Eschenbach, casi redondo
Crítica de Ópera / Ciclo Ibermúsica. «Phaeton», de D.C. Rouse, Sinfonía nº. 8 «Inconclusa», de Schubert. «Sinfonía nº 1», de Brahms. Orquesta Sinfónica Nacional de Washington D.C. Dir.: Christoph Eschenbach. Auditorio Nacional de Música, Madrid, 10-II-2016.
El germano Christoph Eschenbach (Breslau, hoy Wroklaw, 1940) ha centrado buena parte de su carrera como director en América: Sinfónica de Houston de 1988 a 1999 –con nombramiento posterior de Director Laureado–, Festival de Ravinia, Illinois, entre 1994 y 2005, y desde luego Orquesta de Filadelfia, de 2003 a 2008. Esta última titularidad, que se preveía como un maridaje artístico importante, desembocó en renuncia anticipada del artista por sus difíciles relaciones con los músicos (y con la crítica, muy importante), lo cual no fue óbice para que Eschenbach legara éxitos concertísticos y discográficos señeros; entre los primeros, las actuaciones para Alfonso Aijón e Ibermúsica de febrero de 2009, ya como director invitado de Filadelfia, y en donde se escuchó una inmejorable «Sinfonía de Cámara nº. 1» de Schönberg y un acompañamiento memorable a Leonidas Kavakos en el «Concierto de violín» de Sibelius. La trayectoria americana de Eschenbach persiste ahora con la Sinfónica Nacional de Washington, de la que es titular, y la dirección artística del Kennedy Center. La formación tiene un sonido tan rotundo como claro –virtudes estas que siempre han acompañado a Eschenbach–, y el director insiste, como en sus anteriores orquestas, en la excelente colocación antifonal de violines primeros y segundos, y la ubicación a la izquierda, sobre un estrado, de los ocho magníficos contrabajistas.

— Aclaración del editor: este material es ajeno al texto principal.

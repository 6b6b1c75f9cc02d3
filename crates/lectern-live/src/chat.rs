//! Chat history management.
//!
//! Stores messages per room with a bounded ring buffer so memory
//! usage stays predictable.

use std::collections::{HashMap, VecDeque};

use chrono::{DateTime, Utc};
use lectern_common::RoomId;

/// A single chat message. The server sends bare text, so the arrival
/// time is stamped locally.
#[derive(Debug, Clone, PartialEq)]
pub struct ChatMessage {
    pub room: RoomId,
    pub text: String,
    pub received_at: DateTime<Utc>,
}

impl ChatMessage {
    pub fn new(room: RoomId, text: impl Into<String>) -> Self {
        Self {
            room,
            text: text.into(),
            received_at: Utc::now(),
        }
    }
}

/// Configuration for chat history storage.
#[derive(Debug, Clone)]
pub struct ChatHistoryConfig {
    /// Maximum messages to retain per room.
    pub max_messages_per_room: usize,
}

impl Default for ChatHistoryConfig {
    fn default() -> Self {
        Self {
            max_messages_per_room: 500,
        }
    }
}

/// In-memory chat history, keyed by room.
pub struct ChatHistory {
    config: ChatHistoryConfig,
    rooms: HashMap<RoomId, VecDeque<ChatMessage>>,
}

impl ChatHistory {
    pub fn new(config: ChatHistoryConfig) -> Self {
        Self {
            config,
            rooms: HashMap::new(),
        }
    }

    /// Push a message into its room. Oldest messages are evicted when the
    /// buffer is full.
    pub fn push(&mut self, msg: ChatMessage) {
        let buf = self.rooms.entry(msg.room.clone()).or_default();
        if buf.len() >= self.config.max_messages_per_room {
            buf.pop_front();
        }
        buf.push_back(msg);
    }

    /// Replace a room's history with a server snapshot (oldest first).
    pub fn replace(&mut self, room: &RoomId, messages: Vec<ChatMessage>) {
        let skip = messages
            .len()
            .saturating_sub(self.config.max_messages_per_room);
        let buf: VecDeque<ChatMessage> = messages.into_iter().skip(skip).collect();
        self.rooms.insert(room.clone(), buf);
    }

    /// A room's messages, oldest first.
    pub fn all(&self, room: &RoomId) -> Vec<&ChatMessage> {
        match self.rooms.get(room) {
            Some(buf) => buf.iter().collect(),
            None => Vec::new(),
        }
    }
}

impl Default for ChatHistory {
    fn default() -> Self {
        Self::new(ChatHistoryConfig::default())
    }
}

#[cfg(test)]
mod tests {
    use super::*;

    fn msg(room: &str, text: &str) -> ChatMessage {
        ChatMessage::new(RoomId::from(room), text)
    }

    #[test]
    fn push_keeps_arrival_order() {
        let mut history = ChatHistory::default();
        let room = RoomId::from("R1");
        for i in 0..3 {
            history.push(msg("R1", &format!("m{i}")));
        }
        let all: Vec<&str> = history.all(&room).iter().map(|m| m.text.as_str()).collect();
        assert_eq!(all, vec!["m0", "m1", "m2"]);
    }

    #[test]
    fn oldest_messages_are_evicted() {
        let mut history = ChatHistory::new(ChatHistoryConfig {
            max_messages_per_room: 3,
        });
        for i in 0..5 {
            history.push(msg("R1", &format!("m{i}")));
        }
        let all: Vec<&str> = history
            .all(&RoomId::from("R1"))
            .iter()
            .map(|m| m.text.as_str())
            .collect();
        assert_eq!(all, vec!["m2", "m3", "m4"]);
    }

    #[test]
    fn rooms_are_isolated() {
        let mut history = ChatHistory::default();
        history.push(msg("R1", "hello"));
        history.push(msg("R2", "hi"));
        history.push(msg("R2", "there"));

        assert_eq!(history.all(&RoomId::from("R1")).len(), 1);
        assert_eq!(history.all(&RoomId::from("R2")).len(), 2);

        history.replace(&RoomId::from("R2"), Vec::new());
        assert!(history.all(&RoomId::from("R2")).is_empty());
        assert_eq!(history.all(&RoomId::from("R1")).len(), 1);
    }

    #[test]
    fn replace_keeps_newest_within_bound() {
        let mut history = ChatHistory::new(ChatHistoryConfig {
            max_messages_per_room: 2,
        });
        let room = RoomId::from("R1");
        history.push(msg("R1", "stale"));
        history.replace(
            &room,
            vec![msg("R1", "a"), msg("R1", "b"), msg("R1", "c")],
        );
        let all: Vec<&str> = history.all(&room).iter().map(|m| m.text.as_str()).collect();
        assert_eq!(all, vec!["b", "c"]);
    }

    #[test]
    fn unknown_room_is_empty() {
        let history = ChatHistory::default();
        assert!(history.all(&RoomId::from("nope")).is_empty());
    }
}
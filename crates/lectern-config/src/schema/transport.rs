use serde::{Deserialize, Serialize};

/// A STUN or TURN server handed to the media engine.
#[derive(Clone, Serialize, Deserialize)]
#[serde(default)]
pub struct IceServerConfig {
    pub urls: Vec<String>,
    pub username: Option<String>,
    pub credential: Option<String>,
}

impl std::fmt::Debug for IceServerConfig {
    fn fmt(&self, f: &mut std::fmt::Formatter<'_>) -> std::fmt::Result {
        f.debug_struct("IceServerConfig")
            .field("urls", &self.urls)
            .field("username", &self.username)
            .field("credential", &self.credential.as_ref().map(|_| "[REDACTED]"))
            .finish()
    }
}

impl Default for IceServerConfig {
    fn default() -> Self {
        Self {
            urls: vec!["stun:stun.l.google.com:19302".into()],
            username: None,
            credential: None,
        }
    }
}

impl IceServerConfig {
    /// Whether any of the urls points at a TURN relay.
    pub fn is_relay(&self) -> bool {
        self.urls
            .iter()
            .any(|u| u.starts_with("turn:") || u.starts_with("turns:"))
    }
}

/// Media transport policy.
#[derive(Debug, Clone, Serialize, Deserialize)]
#[serde(default)]
pub struct TransportConfig {
    /// Force every ICE candidate of subscribe transports through a relay.
    /// Trades latency for reachability on restrictive networks.
    pub force_relay: bool,
    /// Ask the server for TCP-only transports.
    pub force_tcp: bool,
    pub ice_servers: Vec<IceServerConfig>,
}

impl Default for TransportConfig {
    fn default() -> Self {
        Self {
            force_relay: false,
            force_tcp: false,
            ice_servers: vec![IceServerConfig::default()],
        }
    }
}
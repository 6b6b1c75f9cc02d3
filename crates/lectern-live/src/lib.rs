//! Live classroom client: SFU signaling, media negotiation, chat and
//! whiteboard over a single WebSocket.

pub mod auxiliary;
pub mod chat;
pub mod config;
pub mod consumer;
pub(crate) mod context;
pub mod device;
pub mod error;
pub mod media;
pub mod producer;
pub mod protocol;
pub mod session;
pub mod signaling;
pub mod transport;
pub mod whiteboard;

#[cfg(test)]
mod testing;

pub use auxiliary::{AuxiliaryChannelMux, AuxiliaryConfig};
pub use chat::{ChatHistory, ChatHistoryConfig, ChatMessage};
pub use config::LiveConfig;
pub use consumer::{
    Consumer, ConsumerSession, ConsumerState, NegotiationState, PlaybackState, StreamAttachment,
};
pub use device::{CapabilityNegotiator, Device};
pub use error::{LiveError, Result};
pub use media::{
    Direction, EngineError, EngineTransport, IceServer, IceState, IceTransportPolicy, MediaEngine,
    MediaKind, MediaSink, MediaStream, MediaTrack, TransportDiagnostics, TransportPolicy,
};
pub use producer::{Producer, ProducerSession, ProducerState};
pub use session::{LiveClient, Role, Session, SessionEvent, SessionStatus};
pub use signaling::{ConnectionStatus, ScopedChannel, SignalingChannel, SignalingConfig};
pub use transport::{Transport, TransportManager, TransportState};
pub use whiteboard::{WhiteboardEvent, WhiteboardMirror, WhiteboardSnapshot};
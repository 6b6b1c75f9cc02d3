//! Configuration schema types for Lectern.
//!
//! All structs use `serde(default)` so partial configs work correctly.

mod chat;
mod logging;
mod signaling;
mod transport;
mod whiteboard;

pub use chat::*;
pub use logging::*;
pub use signaling::*;
pub use transport::*;
pub use whiteboard::*;

use serde::{Deserialize, Serialize};

/// Current config schema version.
pub const CONFIG_SCHEMA_VERSION: u32 = 1;

/// Root configuration for the live classroom client.
///
/// Only override what you want to change.
#[derive(Debug, Clone, Default, Serialize, Deserialize)]
#[serde(default)]
pub struct LecternConfig {
    pub signaling: SignalingConfig,
    pub transport: TransportConfig,
    pub chat: ChatConfig,
    pub whiteboard: WhiteboardConfig,
    pub logging: LoggingConfig,
}

// =============================================================================
// Tests
// =============================================================================
//! Local media model and the seams to the platform media stack.
//!
//! The signaling client never touches codecs or sockets directly. A
//! [`MediaEngine`] turns negotiation blobs into transports and tracks;
//! a [`MediaSink`] renders remote tracks.

mod engine;
mod sink;
mod track;

pub use engine::{
    EngineError, EngineTransport, IceServer, IceState, IceTransportPolicy, MediaEngine,
    TransportDiagnostics, TransportPolicy,
};
pub use sink::MediaSink;
pub use track::{MediaStream, MediaTrack};

use std::fmt;

use serde::{Deserialize, Serialize};

/// Kind of a media track.
#[derive(Debug, Clone, Copy, PartialEq, Eq, Hash, Serialize, Deserialize)]
#[serde(rename_all = "lowercase")]
pub enum MediaKind {
    Audio,
    Video,
}

impl fmt::Display for MediaKind {
    fn fmt(&self, f: &mut fmt::Formatter<'_>) -> fmt::Result {
        match self {
            MediaKind::Audio => write!(f, "audio"),
            MediaKind::Video => write!(f, "video"),
        }
    }
}

/// Which way media flows over a transport.
#[derive(Debug, Clone, Copy, PartialEq, Eq, Hash)]
pub enum Direction {
    /// Local tracks sent to the SFU.
    Publish,
    /// Remote tracks received from the SFU.
    Subscribe,
}

impl fmt::Display for Direction {
    fn fmt(&self, f: &mut fmt::Formatter<'_>) -> fmt::Result {
        match self {
            Direction::Publish => write!(f, "publish"),
            Direction::Subscribe => write!(f, "subscribe"),
        }
    }
}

La velada se abrió con «Phaeton», de Christopher Rouse (Baltimore, 1949), un poema sinfónico dedicado a los astronautas muertos en el accidente del Challenger de 1986. La pieza, breve pero impactante, fue estrenada por Ricardo Muti, precisamente en Filadelfia, en enero de 1987, y ese mismo año Eschenbach la llevó al disco con la Orquesta de Houston. El resultado es una música algo repetitiva pero visualmente espectacular, donde lo más llamativo puede ser el uso del gigantesco martillo («inventado» por Mahler para su «6ª Sinfonía») y de la no menos enorme carraca, instrumentos ambos que retumban al final de la obra. Podría decirse que a la composición le falta ritmo y le sobra rima.
Ese sonido profundo que Eschenbach busca hizo especialmente evocadores los dos movimientos de la «Sinfonía en si menor» de Schubert, quizá lo mejor del concierto, anticipando los matices con un gesto claro. El sentido del ritmo mantenido y la contención del gesto podrían parecer muy adecuados para el clasicismo latente de la Primera Sinfonía brahmsiana, pero acaso el resultado final estuvo falto de tensión y de brío. Toda esa energía pareció reservada para la propina, una versión alegre y casi bailable de la habitual «Danza húngara nº. 1 en sol menor» de Brahms.